BellaAmorosa · 12/08/2022 18:59

Identities are entirely subjective, so unless the playwright has hard evidence that Joan herself thought she wasn't really female, they're just misgendering her.

EsmaCannonball · 12/08/2022 19:41

Poor bloody Anne Boleyn. If only they'd realised Elizabeth was a bloke, she could have lived to a ripe old age, having successfully produced that healthy male heir. The injustice of it.

ErrolTheDragon · 12/08/2022 19:58

Have any equally famous blokes been retrospectively trans'd to be 'nonbinary' or women? I've only ever heard of the already too-small number of famous women being depleted by this idiotic trend.

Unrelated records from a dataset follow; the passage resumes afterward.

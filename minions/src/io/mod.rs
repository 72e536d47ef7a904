//! Side-effecting collaborators: model transport, workspace, editor, user
//! prompts, cancellation, prompt rendering, config, and run logs.

pub mod config;
pub mod editor;
pub mod init;
pub mod llm;
pub mod process;
pub mod progress;
pub mod prompt;
pub mod run_log;
pub mod user;
pub mod workspace;
//! Knowledge selection: asks the model which numbered items matter.

use tracing::debug;

use crate::agents::{AgentContext, Step, ask_model};
use crate::core::grammar::Grammar;
use crate::core::knowledge::{KnowledgeBank, parse_selection_number};
use crate::core::parser::CommandParser;

const SELECT: &str = "SELECT";
const NONE: &str = "NONE";

/// Grammars for a selection reply: `SELECT <number>` lines or `NONE`.
pub fn selection_grammars() -> Vec<Grammar> {
    vec![Grammar::new(SELECT).until_eol(), Grammar::new(NONE)]
}

/// 1-based item numbers picked by a selection reply, in reply order.
pub fn selected_numbers(reply: &str) -> Vec<usize> {
    CommandParser::new(selection_grammars())
        .parse(reply)
        .into_iter()
        .filter(|command| command.verb == SELECT)
        .filter_map(|command| command.arg1.as_deref().and_then(parse_selection_number))
        .collect()
}

/// Pick the entries of `candidates` relevant to the situation described by
/// `preamble`. An empty bank is answered without a model call.
pub(crate) fn select_relevant(
    ctx: &AgentContext<'_>,
    preamble: &[String],
    candidates: &KnowledgeBank,
) -> Step<KnowledgeBank> {
    if candidates.is_empty() {
        return Ok(KnowledgeBank::new());
    }
    let prompt = ctx
        .prompts
        .knowledge_selection(preamble, &candidates.numbered_questions())?;
    let reply = ask_model(ctx, "Selecting relevant knowledge", &prompt)?;
    let picked = candidates.select_numbers(selected_numbers(&reply));
    debug!(candidates = candidates.len(), picked = picked.len(), "selected knowledge");
    Ok(picked)
}
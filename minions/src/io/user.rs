//! Questions put to the user during a run.

use anyhow::{Context, Result};
use console::style;
use dialoguer::Input;

/// A question shown to the user.
#[derive(Debug, Clone, Copy)]
pub struct Question<'a> {
    pub title: &'a str,
    pub prompt: &'a str,
    pub placeholder: &'a str,
}

pub trait UserInteraction {
    /// Ask a question. `Ok(None)` means the user gave no answer.
    fn ask(&self, question: &Question<'_>) -> Result<Option<String>>;
}

/// Terminal prompt on stderr.
#[derive(Debug, Default, Clone, Copy)]
pub struct ConsolePrompt;

impl UserInteraction for ConsolePrompt {
    fn ask(&self, question: &Question<'_>) -> Result<Option<String>> {
        eprintln!("{}", style(question.title).bold().cyan());
        eprintln!("{}", style(question.placeholder).dim());
        let answer: String = Input::new()
            .with_prompt(question.prompt)
            .allow_empty(true)
            .interact_text()
            .context("read answer from terminal")?;
        let answer = answer.trim();
        Ok((!answer.is_empty()).then(|| answer.to_string()))
    }
}
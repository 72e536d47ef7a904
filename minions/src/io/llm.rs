//! Model transport.
//!
//! The [`LlmClient`] trait decouples the agents from the model backend.
//! [`CommandLlmClient`] spawns a configured command per request; tests use
//! scripted clients that return canned replies without spawning anything.

use std::cell::Cell;
use std::path::PathBuf;
use std::time::Duration;

use anyhow::{Context, Result};
use serde::Serialize;
use tracing::{debug, info, instrument, warn};

use crate::core::status::Failure;
use crate::io::config::{InputFormat, LlmConfig};
use crate::io::process::{ProcessRequest, run_process};

#[derive(Debug, Clone, Copy, PartialEq, Eq, Serialize)]
#[serde(rename_all = "lowercase")]
pub enum Role {
    System,
    User,
    Assistant,
}

#[derive(Debug, Clone, PartialEq, Eq, Serialize)]
pub struct ChatMessage {
    pub role: Role,
    pub content: String,
}

impl ChatMessage {
    pub fn system(content: impl Into<String>) -> Self {
        Self {
            role: Role::System,
            content: content.into(),
        }
    }

    pub fn user(content: impl Into<String>) -> Self {
        Self {
            role: Role::User,
            content: content.into(),
        }
    }
}

/// Outcome of one model request.
#[derive(Debug, Clone, Default, PartialEq, Eq)]
pub struct LlmResponse {
    pub success: bool,
    /// Reply text on success, error detail otherwise.
    pub text: String,
    pub rate_limited: bool,
    pub bad_api_key: bool,
}

impl LlmResponse {
    pub fn ok(text: impl Into<String>) -> Self {
        Self {
            success: true,
            text: text.into(),
            ..Self::default()
        }
    }

    pub fn error(detail: impl Into<String>) -> Self {
        Self {
            text: detail.into(),
            ..Self::default()
        }
    }

    pub fn rate_limited(detail: impl Into<String>) -> Self {
        Self {
            rate_limited: true,
            ..Self::error(detail)
        }
    }

    pub fn bad_api_key(detail: impl Into<String>) -> Self {
        Self {
            bad_api_key: true,
            ..Self::error(detail)
        }
    }

    /// Reply text, or the failure kind the response maps to.
    pub fn into_text(self) -> Result<String, (Failure, String)> {
        if self.bad_api_key {
            Err((Failure::BadApiKey, self.text))
        } else if self.rate_limited {
            Err((Failure::RateLimited, self.text))
        } else if !self.success {
            Err((Failure::OtherApiError, self.text))
        } else {
            Ok(self.text)
        }
    }
}

/// Abstraction over model backends.
pub trait LlmClient {
    /// Send a transcript and return the reply. Transport problems are
    /// reported through the response flags, never by panicking.
    fn respond(&self, messages: &[ChatMessage]) -> LlmResponse;
}

/// Client that runs a configured command, writes the transcript to its stdin
/// and takes stdout as the reply.
pub struct CommandLlmClient {
    config: LlmConfig,
    workdir: PathBuf,
}

impl CommandLlmClient {
    pub fn new(config: LlmConfig, workdir: impl Into<PathBuf>) -> Self {
        Self {
            config,
            workdir: workdir.into(),
        }
    }

    fn run(&self, messages: &[ChatMessage]) -> Result<LlmResponse> {
        let transcript = render_transcript(messages, self.config.input_format)?;
        let request = ProcessRequest {
            argv: self.config.command.clone(),
            workdir: self.workdir.clone(),
            stdin: transcript.into_bytes(),
            timeout: Duration::from_secs(self.config.timeout_secs),
            output_limit_bytes: self.config.output_limit_bytes,
        };
        let output = run_process(&request).context("run model command")?;
        if output.timed_out {
            warn!(timeout_secs = self.config.timeout_secs, "model command timed out");
            return Ok(LlmResponse::error(format!(
                "model command timed out after {}s",
                self.config.timeout_secs
            )));
        }
        if !output.status.success() {
            let stderr = output.stderr_text();
            warn!(exit_code = ?output.status.code(), "model command failed");
            return Ok(classify_failure(stderr.trim()));
        }
        Ok(LlmResponse::ok(output.stdout_text()))
    }
}

impl LlmClient for CommandLlmClient {
    #[instrument(skip_all, fields(messages = messages.len()))]
    fn respond(&self, messages: &[ChatMessage]) -> LlmResponse {
        if let Some(name) = self.config.api_key_env.as_deref()
            && !std::env::var(name).is_ok_and(|value| !value.trim().is_empty())
        {
            warn!(env = name, "API key variable is not set");
            return LlmResponse::bad_api_key(format!("environment variable {name} is not set"));
        }
        info!("asking model");
        match self.run(messages) {
            Ok(response) => {
                debug!(success = response.success, bytes = response.text.len(), "model replied");
                response
            }
            Err(err) => {
                warn!(err = %format!("{err:#}"), "model request failed");
                LlmResponse::error(format!("{err:#}"))
            }
        }
    }
}

/// Wrapper that counts requests for the run log.
pub struct CountingLlm<C> {
    inner: C,
    calls: Cell<u32>,
}

impl<C: LlmClient> CountingLlm<C> {
    pub fn new(inner: C) -> Self {
        Self {
            inner,
            calls: Cell::new(0),
        }
    }

    pub fn calls(&self) -> u32 {
        self.calls.get()
    }
}

impl<C: LlmClient> LlmClient for CountingLlm<C> {
    fn respond(&self, messages: &[ChatMessage]) -> LlmResponse {
        self.calls.set(self.calls.get() + 1);
        self.inner.respond(messages)
    }
}

fn render_transcript(messages: &[ChatMessage], format: InputFormat) -> Result<String> {
    match format {
        InputFormat::Json => serde_json::to_string(messages).context("serialize transcript"),
        InputFormat::Text => {
            let sections: Vec<String> = messages
                .iter()
                .map(|message| {
                    let role = match message.role {
                        Role::System => "system",
                        Role::User => "user",
                        Role::Assistant => "assistant",
                    };
                    format!("[{role}]\n{}\n", message.content)
                })
                .collect();
            Ok(sections.join("\n"))
        }
    }
}

fn classify_failure(stderr: &str) -> LlmResponse {
    let lower = stderr.to_lowercase();
    let detail = if stderr.is_empty() {
        "model command failed".to_string()
    } else {
        stderr.to_string()
    };
    if lower.contains("429") || lower.contains("rate limit") || lower.contains("rate_limit") {
        LlmResponse::rate_limited(detail)
    } else if lower.contains("401")
        || lower.contains("api key")
        || lower.contains("api_key")
        || lower.contains("unauthorized")
    {
        LlmResponse::bad_api_key(detail)
    } else {
        LlmResponse::error(detail)
    }
}

#[cfg(test)]
mod tests {
    use super::*;

    fn client(script: &str) -> CommandLlmClient {
        let config = LlmConfig {
            command: vec!["sh".to_string(), "-c".to_string(), script.to_string()],
            timeout_secs: 10,
            ..LlmConfig::default()
        };
        CommandLlmClient::new(config, std::env::temp_dir())
    }

    fn transcript() -> Vec<ChatMessage> {
        vec![
            ChatMessage::system("be brief"),
            ChatMessage::user("Your assignment: say hi"),
        ]
    }

    #[test]
    fn stdout_becomes_the_reply() {
        let response = client("cat >/dev/null; echo ACHIEVED").respond(&transcript());
        assert_eq!(response, LlmResponse::ok("ACHIEVED\n"));
    }

    #[test]
    fn text_transcript_tags_roles() {
        let response = client("cat").respond(&transcript());
        assert_eq!(
            response.text,
            "[system]\nbe brief\n\n[user]\nYour assignment: say hi\n"
        );
    }

    #[test]
    fn json_transcript_is_a_message_array() {
        let mut client = client("cat");
        client.config.input_format = InputFormat::Json;
        let response = client.respond(&transcript());
        let value: serde_json::Value = serde_json::from_str(&response.text).expect("json");
        assert_eq!(value[1]["role"], "user");
        assert_eq!(value[0]["content"], "be brief");
    }

    #[test]
    fn classifies_failures_from_stderr() {
        let limited = client("echo 'HTTP 429 Too Many Requests' >&2; exit 1").respond(&transcript());
        assert_eq!(limited.into_text().unwrap_err().0, Failure::RateLimited);

        let bad_key = client("echo 'Error: invalid API key' >&2; exit 1").respond(&transcript());
        assert_eq!(bad_key.into_text().unwrap_err().0, Failure::BadApiKey);

        let other = client("exit 3").respond(&transcript());
        assert_eq!(other.into_text().unwrap_err().0, Failure::OtherApiError);
    }

    #[test]
    fn missing_api_key_skips_the_command() {
        let mut client = client("echo should-not-run");
        client.config.api_key_env = Some("MINIONS_TEST_KEY_THAT_IS_NEVER_SET".to_string());
        let response = client.respond(&transcript());
        assert!(response.bad_api_key);
        assert!(!response.success);
    }

    #[test]
    fn spawn_failure_is_an_api_error() {
        let config = LlmConfig {
            command: vec!["/definitely/not/a/model-binary".to_string()],
            ..LlmConfig::default()
        };
        let response = CommandLlmClient::new(config, std::env::temp_dir()).respond(&transcript());
        assert_eq!(response.into_text().unwrap_err().0, Failure::OtherApiError);
    }

    #[test]
    fn counting_wrapper_counts() {
        let counting = CountingLlm::new(client("cat >/dev/null; echo hi"));
        counting.respond(&transcript());
        counting.respond(&transcript());
        assert_eq!(counting.calls(), 2);
    }
}
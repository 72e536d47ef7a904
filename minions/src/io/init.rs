//! Scaffolding for the `.minions/` directory.

use std::fs;
use std::path::{Path, PathBuf};

use anyhow::{Context, Result, anyhow};

use super::config::{MinionsConfig, write_config};

const MINIONS_GITIGNORE: &str = "runs/\n";

/// Canonical paths within `.minions/` for a workspace root.
#[derive(Debug, Clone)]
pub struct MinionsPaths {
    pub root: PathBuf,
    pub minions_dir: PathBuf,
    pub config_path: PathBuf,
    pub runs_dir: PathBuf,
    pub gitignore_path: PathBuf,
}

impl MinionsPaths {
    pub fn new(root: impl Into<PathBuf>) -> Self {
        let root = root.into();
        let minions_dir = root.join(".minions");
        Self {
            config_path: minions_dir.join("config.toml"),
            runs_dir: minions_dir.join("runs"),
            gitignore_path: minions_dir.join(".gitignore"),
            minions_dir,
            root,
        }
    }
}

/// Create `.minions/` with a default config in `root`.
///
/// Fails if `.minions/` already exists unless `force` is set.
pub fn init_minions(root: &Path, force: bool) -> Result<MinionsPaths> {
    let paths = MinionsPaths::new(root);
    if paths.minions_dir.exists() && !paths.minions_dir.is_dir() {
        return Err(anyhow!("minions init: .minions exists but is not a directory"));
    }
    if paths.minions_dir.exists() && !force {
        return Err(anyhow!(
            "minions init: .minions already exists (use --force to overwrite)"
        ));
    }
    fs::create_dir_all(&paths.runs_dir)
        .with_context(|| format!("create directory {}", paths.runs_dir.display()))?;
    fs::write(&paths.gitignore_path, MINIONS_GITIGNORE)
        .with_context(|| format!("write {}", paths.gitignore_path.display()))?;
    write_config(&paths.config_path, &MinionsConfig::default())?;
    Ok(paths)
}
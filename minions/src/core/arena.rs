//! Arena holding the task tree.
//!
//! Nodes live in a flat `Vec` and refer to each other by [`NodeId`]. Each node
//! knows its boss; a boss owns an ordered plan of minion ids. Minions dropped
//! by a replan move to the boss's `retired` list so the tree stays a complete
//! record of the run.

use serde::Serialize;

use crate::core::knowledge::KnowledgeBank;
use crate::core::palette::ActionKind;
use crate::core::status::{Status, StatusReport};

#[derive(Debug, Clone, Copy, PartialEq, Eq, Hash, PartialOrd, Ord, Serialize)]
#[serde(transparent)]
pub struct NodeId(usize);

impl NodeId {
    pub fn index(self) -> usize {
        self.0
    }
}

#[derive(Debug, Clone, Serialize)]
pub struct TaskNode {
    pub id: NodeId,
    pub kind: ActionKind,
    pub args: [Option<String>; 3],
    pub boss: Option<NodeId>,
    pub plan: Vec<NodeId>,
    pub retired: Vec<NodeId>,
    pub knowledge: KnowledgeBank,
    pub status: Status,
    #[serde(skip_serializing_if = "Option::is_none")]
    pub message: Option<String>,
}

impl TaskNode {
    /// Argument by zero-based position.
    pub fn arg(&self, index: usize) -> Option<&str> {
        self.args.get(index)?.as_deref()
    }
}

#[derive(Debug, Clone, Default, Serialize)]
pub struct TaskArena {
    nodes: Vec<TaskNode>,
}

impl TaskArena {
    pub fn new() -> Self {
        Self::default()
    }

    pub fn len(&self) -> usize {
        self.nodes.len()
    }

    pub fn is_empty(&self) -> bool {
        self.nodes.is_empty()
    }

    pub fn nodes(&self) -> &[TaskNode] {
        &self.nodes
    }

    pub fn node(&self, id: NodeId) -> &TaskNode {
        &self.nodes[id.0]
    }

    fn node_mut(&mut self, id: NodeId) -> &mut TaskNode {
        &mut self.nodes[id.0]
    }

    fn push(&mut self, kind: ActionKind, args: [Option<String>; 3], boss: Option<NodeId>) -> NodeId {
        let id = NodeId(self.nodes.len());
        self.nodes.push(TaskNode {
            id,
            kind,
            args,
            boss,
            plan: Vec::new(),
            retired: Vec::new(),
            knowledge: KnowledgeBank::new(),
            status: Status::NotStarted,
            message: None,
        });
        id
    }

    pub fn add_root(&mut self, kind: ActionKind, args: [Option<String>; 3]) -> NodeId {
        self.push(kind, args, None)
    }

    /// Create a minion of `boss`. It joins the boss's plan only through
    /// [`TaskArena::splice_plan`].
    pub fn add_minion(&mut self, boss: NodeId, kind: ActionKind, args: [Option<String>; 3]) -> NodeId {
        self.push(kind, args, Some(boss))
    }

    pub fn plan(&self, boss: NodeId) -> &[NodeId] {
        &self.node(boss).plan
    }

    /// Replace the unexecuted tail of `boss`'s plan (from `cursor` on) with
    /// `minions`. The replaced entries are retired and returned.
    pub fn splice_plan(&mut self, boss: NodeId, cursor: usize, minions: Vec<NodeId>) -> Vec<NodeId> {
        let node = self.node_mut(boss);
        let cursor = cursor.min(node.plan.len());
        let dropped: Vec<NodeId> = node.plan.drain(cursor..).collect();
        node.plan.extend(minions);
        node.retired.extend(dropped.iter().copied());
        dropped
    }

    /// Bosses of `id`, nearest first.
    pub fn ancestors(&self, id: NodeId) -> impl Iterator<Item = NodeId> + '_ {
        std::iter::successors(self.node(id).boss, |current| self.node(*current).boss)
    }

    /// Minions in `boss`'s plan that have already run.
    pub fn executed_minions(&self, boss: NodeId) -> impl Iterator<Item = &TaskNode> + '_ {
        self.plan(boss)
            .iter()
            .map(|id| self.node(*id))
            .filter(|node| node.status.is_terminal())
    }

    /// The node's own knowledge layered over its boss's.
    pub fn knowledge_with_boss(&self, id: NodeId) -> KnowledgeBank {
        let node = self.node(id);
        match node.boss {
            Some(boss) => node.knowledge.with_fallback(&self.node(boss).knowledge),
            None => node.knowledge.clone(),
        }
    }

    pub fn store_knowledge(&mut self, id: NodeId, question: impl Into<String>, answer: impl Into<String>) {
        self.node_mut(id).knowledge.insert(question, answer);
    }

    pub fn merge_knowledge(&mut self, id: NodeId, incoming: &KnowledgeBank) {
        self.node_mut(id).knowledge.merge(incoming);
    }

    pub fn set_report(&mut self, id: NodeId, report: &StatusReport) {
        let node = self.node_mut(id);
        node.status = report.status;
        node.message = report.message.clone();
    }
}
//! Stable exit codes for the `minions` CLI.

/// Command succeeded; for `run`, the root goal finished.
pub const OK: i32 = 0;
/// Invalid invocation, config, or workspace, or an unexpected runtime error.
pub const INVALID: i32 = 1;
/// The root goal ended in a failure status.
pub const FAILED: i32 = 2;
/// The run was cancelled (by the user or the run deadline).
pub const CANCELLED: i32 = 3;
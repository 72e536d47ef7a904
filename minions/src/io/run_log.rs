//! Run logs under `.minions/runs/<run_id>/`.
//!
//! Each run writes `meta.json` (outcome and timing) and `tree.json` (the
//! full task arena, retired minions and knowledge included).

use std::fs;
use std::path::{Path, PathBuf};

use anyhow::{Context, Result};
use serde::Serialize;

use crate::core::arena::TaskArena;
use crate::core::status::Status;

#[derive(Debug, Clone, Serialize)]
pub struct RunMeta {
    pub run_id: String,
    pub goal: String,
    pub status: Status,
    #[serde(skip_serializing_if = "Option::is_none")]
    pub message: Option<String>,
    pub nodes: usize,
    pub model_calls: u32,
    pub duration_ms: u64,
}

#[derive(Debug, Clone)]
pub struct RunPaths {
    pub dir: PathBuf,
    pub meta_path: PathBuf,
    pub tree_path: PathBuf,
}

impl RunPaths {
    pub fn new(root: &Path, run_id: &str) -> Self {
        let dir = root.join(".minions").join("runs").join(run_id);
        Self {
            meta_path: dir.join("meta.json"),
            tree_path: dir.join("tree.json"),
            dir,
        }
    }
}

/// First `run-N` (N >= 1) with no directory yet.
pub fn next_run_id(root: &Path) -> String {
    (1u32..)
        .map(|n| format!("run-{n}"))
        .find(|id| !RunPaths::new(root, id).dir.exists())
        .unwrap_or_else(|| "run-overflow".to_string())
}

pub fn write_run(root: &Path, meta: &RunMeta, arena: &TaskArena) -> Result<RunPaths> {
    let paths = RunPaths::new(root, &meta.run_id);
    fs::create_dir_all(&paths.dir)
        .with_context(|| format!("create run dir {}", paths.dir.display()))?;
    write_json(&paths.meta_path, meta)?;
    write_json(&paths.tree_path, arena)?;
    Ok(paths)
}

fn write_json<T: Serialize>(path: &Path, value: &T) -> Result<()> {
    let mut buf = serde_json::to_string_pretty(value)
        .with_context(|| format!("serialize {}", path.display()))?;
    buf.push('\n');
    fs::write(path, buf).with_context(|| format!("write {}", path.display()))
}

SarahAndQuack · 12/08/2022 20:04

ErrolTheDragon · 12/08/2022 19:58

Have any equally famous blokes been retrospectively trans'd to be 'nonbinary' or women? I've only ever heard of the already too-small number of famous women being depleted by this idiotic trend.

I'm answering from my own wheelhouse, but look at Eleanor Rykener. Not as famous at all as Joanne of Arc, but there will obviously be a far larger pool of candidates in the one situation, won't there? You want to fit women who've lived as men, in a misogynistic society, you'll find them. You want to find men who lived as women, ok, you might find them, but 1) being read as male will make them less subject to scrutiny, so less likely to be investigated and 2) they will be fewer, because the dangers and rewards don't stack up so well.

SarahAndQuack · 12/08/2022 20:05

(Though, I am not sure my answer really fits, because Rykener wasn't so much read as a trans woman after the fact - there's a whole complex history of how contemporaries read the situation.)